A great deal of progress has been made in the treatment of many kinds of cancer, but long-term prognosis and survival rates for pancreatic cancer are lower than for other cancers, in part because people rarely know they have it until it has spread; and so it is typically diagnosed at later stages.
Some of that may be changing.
A promising new treatment for pancreatic cancer not only appears to eradicate tumors, it also prevents the cancer from spreading. The treatment is a combination of radiation and immunotherapy.
“This is the first time we’ve seen the eradication of a pancreatic tumor that suggests the cancer cell has memory, meaning we can stop the disease from coming back,” lead author, Sana Karam, of the University of Colorado Cancer Center, said. “Ultimately, this could alter the way doctors treat pancreatic cancer patients in the near future.”
“I’ve never been more hopeful about the possibility of improving the survival rate for this disease.”
The study, which relied on animal models, focused on the most common form of pancreatic cancer, pancreatic ductal adenocarcinoma, which accounts for 90 percent of all cases.

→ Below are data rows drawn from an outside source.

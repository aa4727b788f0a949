//! Conversation messages in the Messages API wire shape.

use serde::{Deserialize, Serialize};
use serde_json::Value;

/// Author of a message.
#[derive(Debug, Clone, Copy, PartialEq, Eq, Serialize, Deserialize)]
#[serde(rename_all = "lowercase")]
pub enum Role {
    User,
    Assistant,
}

/// One content block of a message.
///
/// Block types this crate does not model deserialize as `Unsupported` and are
/// never recorded.
#[derive(Debug, Clone, PartialEq, Serialize, Deserialize)]
#[serde(tag = "type", rename_all = "snake_case")]
pub enum ContentPart {
    Text {
        text: String,
    },
    ToolUse {
        id: String,
        name: String,
        input: Value,
    },
    ToolResult {
        tool_use_id: String,
        content: String,
        #[serde(default, skip_serializing_if = "is_false")]
        is_error: bool,
    },
    #[serde(other)]
    Unsupported,
}

fn is_false(value: &bool) -> bool {
    !*value
}

impl ContentPart {
    pub fn text(text: impl Into<String>) -> Self {
        Self::Text { text: text.into() }
    }

    pub fn tool_use(id: impl Into<String>, name: impl Into<String>, input: Value) -> Self {
        Self::ToolUse {
            id: id.into(),
            name: name.into(),
            input,
        }
    }

    pub fn is_supported(&self) -> bool {
        !matches!(self, Self::Unsupported)
    }
}

/// A single turn of the conversation.
#[derive(Debug, Clone, PartialEq, Serialize, Deserialize)]
pub struct ConversationMessage {
    pub role: Role,
    pub content: Vec<ContentPart>,
}

impl ConversationMessage {
    pub fn user_text(text: impl Into<String>) -> Self {
        Self {
            role: Role::User,
            content: vec![ContentPart::text(text)],
        }
    }

    pub fn user(content: Vec<ContentPart>) -> Self {
        Self {
            role: Role::User,
            content,
        }
    }

    pub fn assistant(content: Vec<ContentPart>) -> Self {
        Self {
            role: Role::Assistant,
            content,
        }
    }

    /// Ids of the tool invocations in this message, in order.
    pub fn tool_use_ids(&self) -> impl Iterator<Item = &str> {
        self.content.iter().filter_map(|part| match part {
            ContentPart::ToolUse { id, .. } => Some(id.as_str()),
            _ => None,
        })
    }

    /// Ids answered by the tool results in this message, in order.
    pub fn tool_result_ids(&self) -> impl Iterator<Item = &str> {
        self.content.iter().filter_map(|part| match part {
            ContentPart::ToolResult { tool_use_id, .. } => Some(tool_use_id.as_str()),
            _ => None,
        })
    }
}

/// Append-only conversation history of one trial.
///
/// Threaded by value: every append consumes the transcript and returns the
/// extended one.
#[derive(Debug, Clone, Default, PartialEq, Serialize, Deserialize)]
#[serde(transparent)]
pub struct Transcript {
    messages: Vec<ConversationMessage>,
}

impl Transcript {
    pub fn new() -> Self {
        Self::default()
    }

    #[must_use]
    pub fn push(mut self, message: ConversationMessage) -> Self {
        self.messages.push(message);
        self
    }

    pub fn messages(&self) -> &[ConversationMessage] {
        &self.messages
    }

    pub fn len(&self) -> usize {
        self.messages.len()
    }

    pub fn is_empty(&self) -> bool {
        self.messages.is_empty()
    }

    /// Number of assistant turns recorded so far.
    pub fn assistant_turns(&self) -> usize {
        self.messages
            .iter()
            .filter(|m| m.role == Role::Assistant)
            .count()
    }
}

/// Why the engine stopped generating. Closed set; anything else is a
/// protocol violation.
#[derive(Debug, Clone, Copy, PartialEq, Eq, Serialize, Deserialize)]
#[serde(rename_all = "snake_case")]
pub enum StopReason {
    EndTurn,
    ToolUse,
    MaxTokens,
    StopSequence,
}

impl StopReason {
    pub fn parse(raw: &str) -> Option<Self> {
        match raw {
            "end_turn" => Some(Self::EndTurn),
            "tool_use" => Some(Self::ToolUse),
            "max_tokens" => Some(Self::MaxTokens),
            "stop_sequence" => Some(Self::StopSequence),
            _ => None,
        }
    }

    pub fn as_str(&self) -> &'static str {
        match self {
            Self::EndTurn => "end_turn",
            Self::ToolUse => "tool_use",
            Self::MaxTokens => "max_tokens",
            Self::StopSequence => "stop_sequence",
        }
    }
}

/// Token usage reported for one engine response.
#[derive(Debug, Clone, Copy, Default, PartialEq, Eq, Serialize, Deserialize)]
pub struct Usage {
    #[serde(default)]
    pub input_tokens: u64,
    #[serde(default)]
    pub output_tokens: u64,
}

#[cfg(test)]
mod tests {
    use super::*;
    use serde_json::json;

    #[test]
    fn test_content_part_wire_shape() {
        let part = ContentPart::ToolResult {
            tool_use_id: "tu_1".to_string(),
            content: "{}".to_string(),
            is_error: false,
        };
        assert_eq!(
            serde_json::to_value(&part).unwrap(),
            json!({"type": "tool_result", "tool_use_id": "tu_1", "content": "{}"})
        );

        let part: ContentPart =
            serde_json::from_value(json!({"type": "tool_use", "id": "a", "name": "b", "input": {}}))
                .unwrap();
        assert_eq!(part, ContentPart::tool_use("a", "b", json!({})));
    }

    #[test]
    fn test_unknown_block_type_is_unsupported() {
        let part: ContentPart =
            serde_json::from_value(json!({"type": "thinking", "thinking": "hmm"})).unwrap();
        assert!(!part.is_supported());
    }

    #[test]
    fn test_stop_reason_is_closed() {
        assert_eq!(StopReason::parse("tool_use"), Some(StopReason::ToolUse));
        assert_eq!(StopReason::parse("pause_turn"), None);
        assert_eq!(StopReason::MaxTokens.as_str(), "max_tokens");
    }

    #[test]
    fn test_transcript_push_is_append_only() {
        let t = Transcript::new()
            .push(ConversationMessage::user_text("hi"))
            .push(ConversationMessage::assistant(vec![ContentPart::text("hello")]));
        assert_eq!(t.len(), 2);
        assert_eq!(t.assistant_turns(), 1);
        assert_eq!(t.messages()[0].role, Role::User);
    }
}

When combined, radiation and a new immunotherapy triggered an immune response that cells continued to “remember.” The combination achieved tumor eradication even after being re-challenged.

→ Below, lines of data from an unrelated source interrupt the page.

//! Replay grader.
//!
//! Grading always starts from freshly created databases in its own
//! directory, so the verdict depends only on the artifact and the scenario
//! configuration.

use std::collections::BTreeSet;
use std::path::{Path, PathBuf};
use std::time::Duration;

use tracing::{debug, info, instrument, warn};

use etlbench_store::{
    DatasetStore, OrderRecord, TargetRow, SOURCE_ALIAS, SOURCE_SCHEMA, TARGET_SCHEMA,
};

use super::invariants::{check, Observation};
use super::schedule::build_schedule;
use super::{ScenarioConfig, ScenarioError};
use crate::domain::{FailureReason, GradeResult, Result};
use crate::metrics::METRICS;

pub const SOURCE_DB: &str = "source.db";
pub const WAREHOUSE_DB: &str = "warehouse.db";

/// Replays a scenario against one artifact.
#[derive(Debug, Clone)]
pub struct Grader {
    config: ScenarioConfig,
    work_dir: PathBuf,
}

impl Grader {
    pub fn new(config: ScenarioConfig, work_dir: impl Into<PathBuf>) -> Self {
        Self {
            config,
            work_dir: work_dir.into(),
        }
    }

    pub fn work_dir(&self) -> &Path {
        &self.work_dir
    }

    /// Grade on a blocking worker.
    pub async fn grade_async(self, artifact: Option<String>) -> Result<GradeResult> {
        let grade = tokio::task::spawn_blocking(move || self.grade(artifact.as_deref())).await??;
        Ok(grade)
    }

    /// Replay every day and collect failures. Blocking.
    #[instrument(skip_all, fields(work_dir = %self.work_dir.display()))]
    pub fn grade(&self, artifact: Option<&str>) -> std::result::Result<GradeResult, ScenarioError> {
        let Some(artifact) = artifact.filter(|a| !a.trim().is_empty()) else {
            info!("No artifact to grade");
            return Ok(GradeResult::no_artifact());
        };
        let schedule = build_schedule(&self.config)?;

        self.reset_work_dir()?;

        let source_path = self.work_dir.join(SOURCE_DB);
        let mut source = DatasetStore::open(&source_path)?;
        source.init_schema(SOURCE_SCHEMA)?;

        let mut warehouse = DatasetStore::open(&self.work_dir.join(WAREHOUSE_DB))?;
        warehouse.init_schema(TARGET_SCHEMA)?;
        warehouse.attach_read_only(&source_path, SOURCE_ALIAS)?;
        warehouse.lock_down();

        let timeout = Duration::from_millis(self.config.invocation_timeout_ms);
        let mut failures = Vec::new();
        let mut invocations = 0usize;
        let mut source_keys = BTreeSet::new();
        let mut before: Vec<TargetRow> = Vec::new();

        for day in &schedule {
            let records: Vec<OrderRecord> = day.records().cloned().collect();
            source.insert_orders(&records)?;
            source_keys.extend(records.iter().map(|r| r.order_id));
            debug!(day = day.index, date = %day.date, records = records.len(), "Day inserted");

            for invocation in 1..=day.invocations {
                invocations += 1;
                warehouse.set_run_context(&day.run_context(invocation))?;

                if let Err(err) = warehouse.run_script(artifact, timeout) {
                    // Statements before the failure may have committed; the
                    // invariants below still see their effect.
                    warn!(day = day.index, invocation, error = %err, "Artifact faulted");
                    failures.push(FailureReason::ArtifactFault {
                        day: day.index,
                        invocation,
                        detail: err.to_string(),
                    });
                }

                let after = match warehouse.read_target() {
                    Ok(rows) => rows,
                    Err(err) => {
                        failures.push(FailureReason::SnapshotFault {
                            day: day.index,
                            invocation,
                            detail: err.to_string(),
                        });
                        continue;
                    }
                };

                let observation = Observation {
                    day,
                    invocation,
                    before: &before,
                    after: &after,
                    source_keys: &source_keys,
                };
                for invariant in day.invariants_due(invocation) {
                    if let Err(detail) = check(invariant, &observation) {
                        debug!(day = day.index, invocation, %invariant, %detail, "Invariant failed");
                        failures.push(FailureReason::Invariant {
                            day: day.index,
                            invocation,
                            invariant,
                            detail,
                        });
                    }
                }
                before = after;
            }
        }

        let invariant_failures = failures
            .iter()
            .filter(|f| f.invariant().is_some())
            .count();
        METRICS.add_invariant_failures(invariant_failures as u64);

        let grade = GradeResult::from_failures(failures, schedule.len(), invocations);
        info!(
            passed = grade.passed,
            failures = grade.failures.len(),
            invocations,
            "Replay graded"
        );
        Ok(grade)
    }

    /// Remove the replay databases from a previous grading. Nothing else in
    /// the work dir is touched.
    fn reset_work_dir(&self) -> std::result::Result<(), ScenarioError> {
        std::fs::create_dir_all(&self.work_dir)?;
        for db in [SOURCE_DB, WAREHOUSE_DB] {
            for suffix in ["", "-journal", "-wal", "-shm"] {
                let path = self.work_dir.join(format!("{db}{suffix}"));
                match std::fs::remove_file(&path) {
                    Ok(()) => debug!(path = %path.display(), "Removed stale replay file"),
                    Err(err) if err.kind() == std::io::ErrorKind::NotFound => {}
                    Err(err) => return Err(err.into()),
                }
            }
        }
        Ok(())
    }
}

The immunotherapy component of the treatment used an antibody complex (aPD1-IL2v) that allowed for the expansion of tumor-antigen specific T-cells. According to Karam, combining the two therapies made it possible for them to focus on eradicating “bad” T-cells throughout the immune system, even in distant locations.

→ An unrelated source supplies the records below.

//! Per-trial workspace: directory, databases, and the two capabilities.

use std::path::{Path, PathBuf};
use std::sync::{Arc, Mutex};
use std::time::Duration;

use serde::{Deserialize, Serialize};
use tracing::{debug, info, instrument, warn};

use etlbench_store::{
    DatasetStore, OrderRecord, RenderLimits, RunContext, SOURCE_ALIAS, SOURCE_SCHEMA,
    TARGET_SCHEMA,
};

use super::error::{SandboxError, SandboxResult};
use super::tools::ToolResult;

pub const WORKSPACE_DB: &str = "workspace.db";
pub const SOURCE_DB: &str = "source.db";
pub const ARTIFACT_FILE: &str = "artifact.sql";

/// Limits applied to every fragment.
#[derive(Debug, Clone, Serialize, Deserialize, PartialEq)]
#[serde(default)]
pub struct SandboxConfig {
    /// Wall-clock limit per fragment (milliseconds).
    pub timeout_ms: u64,
    /// Rows rendered per result set.
    pub max_rows: usize,
    /// Characters returned per fragment.
    pub max_output_chars: usize,
}

impl Default for SandboxConfig {
    fn default() -> Self {
        Self {
            timeout_ms: 10_000,
            max_rows: 50,
            max_output_chars: 8_000,
        }
    }
}

impl SandboxConfig {
    pub fn validate(&self) -> SandboxResult<()> {
        if self.timeout_ms == 0 {
            return Err(SandboxError::InvalidConfig(
                "timeout_ms must be positive".to_string(),
            ));
        }
        if self.max_rows == 0 || self.max_output_chars == 0 {
            return Err(SandboxError::InvalidConfig(
                "max_rows and max_output_chars must be positive".to_string(),
            ));
        }
        Ok(())
    }

    fn limits(&self) -> RenderLimits {
        RenderLimits {
            max_rows: self.max_rows,
            max_output_chars: self.max_output_chars,
        }
    }
}

/// Isolated execution surface owned by one trial.
pub struct Sandbox {
    root: PathBuf,
    store: Arc<Mutex<DatasetStore>>,
    config: SandboxConfig,
    submission: Option<String>,
}

impl std::fmt::Debug for Sandbox {
    fn fmt(&self, f: &mut std::fmt::Formatter<'_>) -> std::fmt::Result {
        f.debug_struct("Sandbox")
            .field("root", &self.root)
            .field("closed", &self.is_closed())
            .finish()
    }
}

impl Sandbox {
    /// Build a fresh workspace under `root`, wiping anything already there.
    ///
    /// `sample` seeds the read-only source; `run_context` fills
    /// `etl_context` so the agent can exercise its job as the grader will.
    #[instrument(skip(sample, config), fields(root = %root.display(), sample = sample.len()))]
    pub fn open(
        root: &Path,
        config: SandboxConfig,
        sample: &[OrderRecord],
        run_context: RunContext,
    ) -> SandboxResult<Self> {
        config.validate()?;
        if root.exists() {
            warn!("Workspace directory exists, wiping it");
            std::fs::remove_dir_all(root)?;
        }
        std::fs::create_dir_all(root)?;

        let source_path = root.join(SOURCE_DB);
        {
            let mut source = DatasetStore::open(&source_path)?;
            source.init_schema(SOURCE_SCHEMA)?;
            source.insert_orders(sample)?;
        }

        let mut store = DatasetStore::open(&root.join(WORKSPACE_DB))?;
        store.init_schema(TARGET_SCHEMA)?;
        store.attach_read_only(&source_path, SOURCE_ALIAS)?;
        store.set_run_context(&run_context)?;
        store.lock_down();

        info!("Sandbox workspace ready");
        Ok(Self {
            root: root.to_path_buf(),
            store: Arc::new(Mutex::new(store)),
            config,
            submission: None,
        })
    }

    pub fn root(&self) -> &Path {
        &self.root
    }

    pub fn is_closed(&self) -> bool {
        self.submission.is_some()
    }

    pub fn submission(&self) -> Option<&str> {
        self.submission.as_deref()
    }

    /// Run an SQL fragment on the persistent connection.
    ///
    /// Never fails: syntax errors, constraint violations, timeouts, denied
    /// capabilities and a closed sandbox all come back as error results.
    pub async fn execute_code(&self, code: &str) -> ToolResult {
        if self.is_closed() {
            return ToolResult::error(SandboxError::Closed.to_string());
        }

        let store = Arc::clone(&self.store);
        let code = code.to_string();
        let limits = self.config.limits();
        let timeout = Duration::from_millis(self.config.timeout_ms);

        let joined = tokio::task::spawn_blocking(move || {
            let guard = store
                .lock()
                .map_err(|_| "workspace connection poisoned by an earlier panic".to_string())?;
            let output = guard.run_fragment(&code, &limits, timeout);
            output.map_err(|e| e.to_string())
        })
        .await;

        match joined {
            Ok(Ok(output)) => ToolResult::ok(output),
            Ok(Err(message)) => {
                debug!(error = %message, "Fragment failed");
                ToolResult::error(message)
            }
            Err(join) => ToolResult::error(format!("execution worker failed: {join}")),
        }
    }

    /// Record the answer, persist it as `artifact.sql`, and close.
    pub fn submit(&mut self, answer: &str) -> SandboxResult<PathBuf> {
        if self.is_closed() {
            return Err(SandboxError::Closed);
        }
        let path = self.root.join(ARTIFACT_FILE);
        std::fs::write(&path, answer)?;
        self.submission = Some(answer.to_string());
        info!(path = %path.display(), "Answer submitted, sandbox closed");
        Ok(path)
    }

    /// Names of objects currently in the workspace schema.
    pub async fn user_objects(&self) -> SandboxResult<Vec<String>> {
        let store = Arc::clone(&self.store);
        tokio::task::spawn_blocking(move || {
            let guard = store
                .lock()
                .map_err(|_| SandboxError::Worker("workspace connection poisoned".to_string()))?;
            let names = guard.user_objects()?;
            Ok(names)
        })
        .await
        .map_err(|e| SandboxError::Worker(e.to_string()))?
    }
}

#[cfg(test)]
mod tests {
    use super::*;
    use chrono::NaiveDate;

    fn run_context() -> RunContext {
        RunContext::new(
            NaiveDate::from_ymd_opt(2023, 2, 2)
                .unwrap()
                .and_hms_opt(23, 0, 0)
                .unwrap(),
        )
    }

    #[test]
    fn test_config_validation() {
        assert!(SandboxConfig::default().validate().is_ok());
        let bad = SandboxConfig {
            timeout_ms: 0,
            ..SandboxConfig::default()
        };
        assert!(matches!(bad.validate(), Err(SandboxError::InvalidConfig(_))));
    }

    #[tokio::test]
    async fn test_closed_sandbox_rejects_code() {
        let dir = tempfile::tempdir().unwrap();
        let mut sandbox = Sandbox::open(
            &dir.path().join("ws"),
            SandboxConfig::default(),
            &[],
            run_context(),
        )
        .unwrap();

        let path = sandbox.submit("SELECT 1;").unwrap();
        assert_eq!(std::fs::read_to_string(path).unwrap(), "SELECT 1;");
        assert!(sandbox.is_closed());

        let result = sandbox.execute_code("SELECT 1").await;
        assert!(result.is_error);
        assert!(result.payload.contains("closed"));
        assert!(matches!(sandbox.submit("again"), Err(SandboxError::Closed)));
    }

    #[tokio::test]
    async fn test_run_context_visible() {
        let dir = tempfile::tempdir().unwrap();
        let sandbox = Sandbox::open(dir.path(), SandboxConfig::default(), &[], run_context())
            .unwrap();
        let result = sandbox
            .execute_code("SELECT run_date FROM etl_context")
            .await;
        assert!(!result.is_error, "{}", result.payload);
        assert!(result.payload.contains("2023-02-02"));
    }
}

Similar immunotherapy research on other cancers is being conducted in Europe. But this is the first time it’s been combined with radiation therapy and focused on pancreatic cancer tumors. “When a disease is metastatic, you want to recognize and attack the cell type everywhere, from the pancreas to the liver, blood and more,” Karam explained. “This approach does exactly that in our study.”
“In just one radiation session, we saw a remarkable immune response that could change how we treat pancreatic cancer patients,” she said. “I’ve never been more hopeful about the possibility of improving the survival rate for this disease.”
The University of Colorado Anschutz Medical Campus researchers hope to conduct clinical trials using this therapy in the near future.
Jaundice, fatigue, stomach and back pain, gastrointestinal symptoms and weight-loss are among the symptoms of pancreatic cancer. Symptoms appear and progress differently in different people, however, depending on where the cancer is. Most commonly, the cancer starts in the ducts of the pancreas. The study is published in Cancer Cell.